#### [Your task]
Filter the records below for the word "validate". Keep each line that has it.

#### [Data]
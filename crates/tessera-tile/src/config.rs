//! Container configuration.
//!
//! Configuration is plain data so hosts can ship it alongside their own
//! settings files:
//!
//! ```
//! use tessera_tile::TileConfig;
//!
//! let config = TileConfig::from_json(
//!     r#"{ "grab_tolerance": 6, "size_range": { "default_min_width": 40, "default_min_height": 20 } }"#,
//! )
//! .expect("valid config");
//! assert_eq!(config.grab_tolerance, 6);
//! assert!(config.size_range.is_some());
//! ```

use serde::{Deserialize, Serialize};
use tessera_core::event::PointerButton;
use tessera_core::geometry::Size;

use crate::error::TileConfigError;

/// Default distance (in units) within which a pointer grabs an edge. Also the
/// default per-region minimum size in size-range mode.
pub const DEFAULT_GRAB_TOLERANCE: i32 = 4;

/// Default minimum sizes applied to every region in size-range mode.
#[derive(Debug, Clone, Copy, PartialEq, Eq, Serialize, Deserialize)]
#[serde(default)]
pub struct SizeRangeConfig {
    pub default_min_width: i32,
    pub default_min_height: i32,
}

impl SizeRangeConfig {
    #[must_use]
    pub const fn new(default_min_width: i32, default_min_height: i32) -> Self {
        Self {
            default_min_width,
            default_min_height,
        }
    }

    /// The default minimum as a size.
    #[must_use]
    pub const fn default_min(&self) -> Size {
        Size::new(self.default_min_width, self.default_min_height)
    }
}

impl Default for SizeRangeConfig {
    fn default() -> Self {
        Self::new(DEFAULT_GRAB_TOLERANCE, DEFAULT_GRAB_TOLERANCE)
    }
}

/// Behavior knobs for a tile container.
#[derive(Debug, Clone, Copy, PartialEq, Eq, Serialize, Deserialize)]
#[serde(default)]
pub struct TileConfig {
    /// Grab tolerance around draggable edges.
    pub grab_tolerance: i32,
    /// `Some` enables size-range mode with these default minimums.
    pub size_range: Option<SizeRangeConfig>,
    /// Restore the pre-drag bounds when a drag is canceled instead of keeping
    /// the live preview.
    pub restore_on_cancel: bool,
    /// Button that starts an edge drag.
    pub drag_button: PointerButton,
}

impl Default for TileConfig {
    fn default() -> Self {
        Self {
            grab_tolerance: DEFAULT_GRAB_TOLERANCE,
            size_range: None,
            restore_on_cancel: false,
            drag_button: PointerButton::Left,
        }
    }
}

impl TileConfig {
    /// Builder: enable size-range mode with the given default minimums.
    #[must_use]
    pub const fn with_size_range(
        mut self,
        default_min_width: i32,
        default_min_height: i32,
    ) -> Self {
        self.size_range = Some(SizeRangeConfig::new(default_min_width, default_min_height));
        self
    }

    /// Builder: set the grab tolerance.
    #[must_use]
    pub const fn with_grab_tolerance(mut self, grab_tolerance: i32) -> Self {
        self.grab_tolerance = grab_tolerance;
        self
    }

    /// Builder: restore pre-drag bounds on cancel.
    #[must_use]
    pub const fn with_restore_on_cancel(mut self, restore: bool) -> Self {
        self.restore_on_cancel = restore;
        self
    }

    /// Check value ranges.
    pub fn validate(&self) -> Result<(), TileConfigError> {
        if self.grab_tolerance < 0 {
            return Err(TileConfigError::NegativeGrabTolerance {
                value: self.grab_tolerance,
            });
        }
        if let Some(range) = self.size_range {
            if range.default_min_width < 0 {
                return Err(TileConfigError::NegativeMinimum {
                    axis: "width",
                    value: range.default_min_width,
                });
            }
            if range.default_min_height < 0 {
                return Err(TileConfigError::NegativeMinimum {
                    axis: "height",
                    value: range.default_min_height,
                });
            }
        }
        Ok(())
    }

    /// Parse and validate a JSON configuration. Missing fields take their
    /// defaults.
    pub fn from_json(json: &str) -> Result<Self, TileConfigError> {
        let config: Self = serde_json::from_str(json).map_err(|err| TileConfigError::Parse {
            reason: err.to_string(),
        })?;
        config.validate()?;
        Ok(config)
    }

    /// Serialize to pretty JSON.
    pub fn to_json(&self) -> Result<String, TileConfigError> {
        serde_json::to_string_pretty(self).map_err(|err| TileConfigError::Parse {
            reason: err.to_string(),
        })
    }
}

#### [Exercise result]
    pub fn validate(&self) -> Result<(), TileConfigError> {
    /// Parse and validate a JSON configuration. Missing fields take their
        config.validate()?;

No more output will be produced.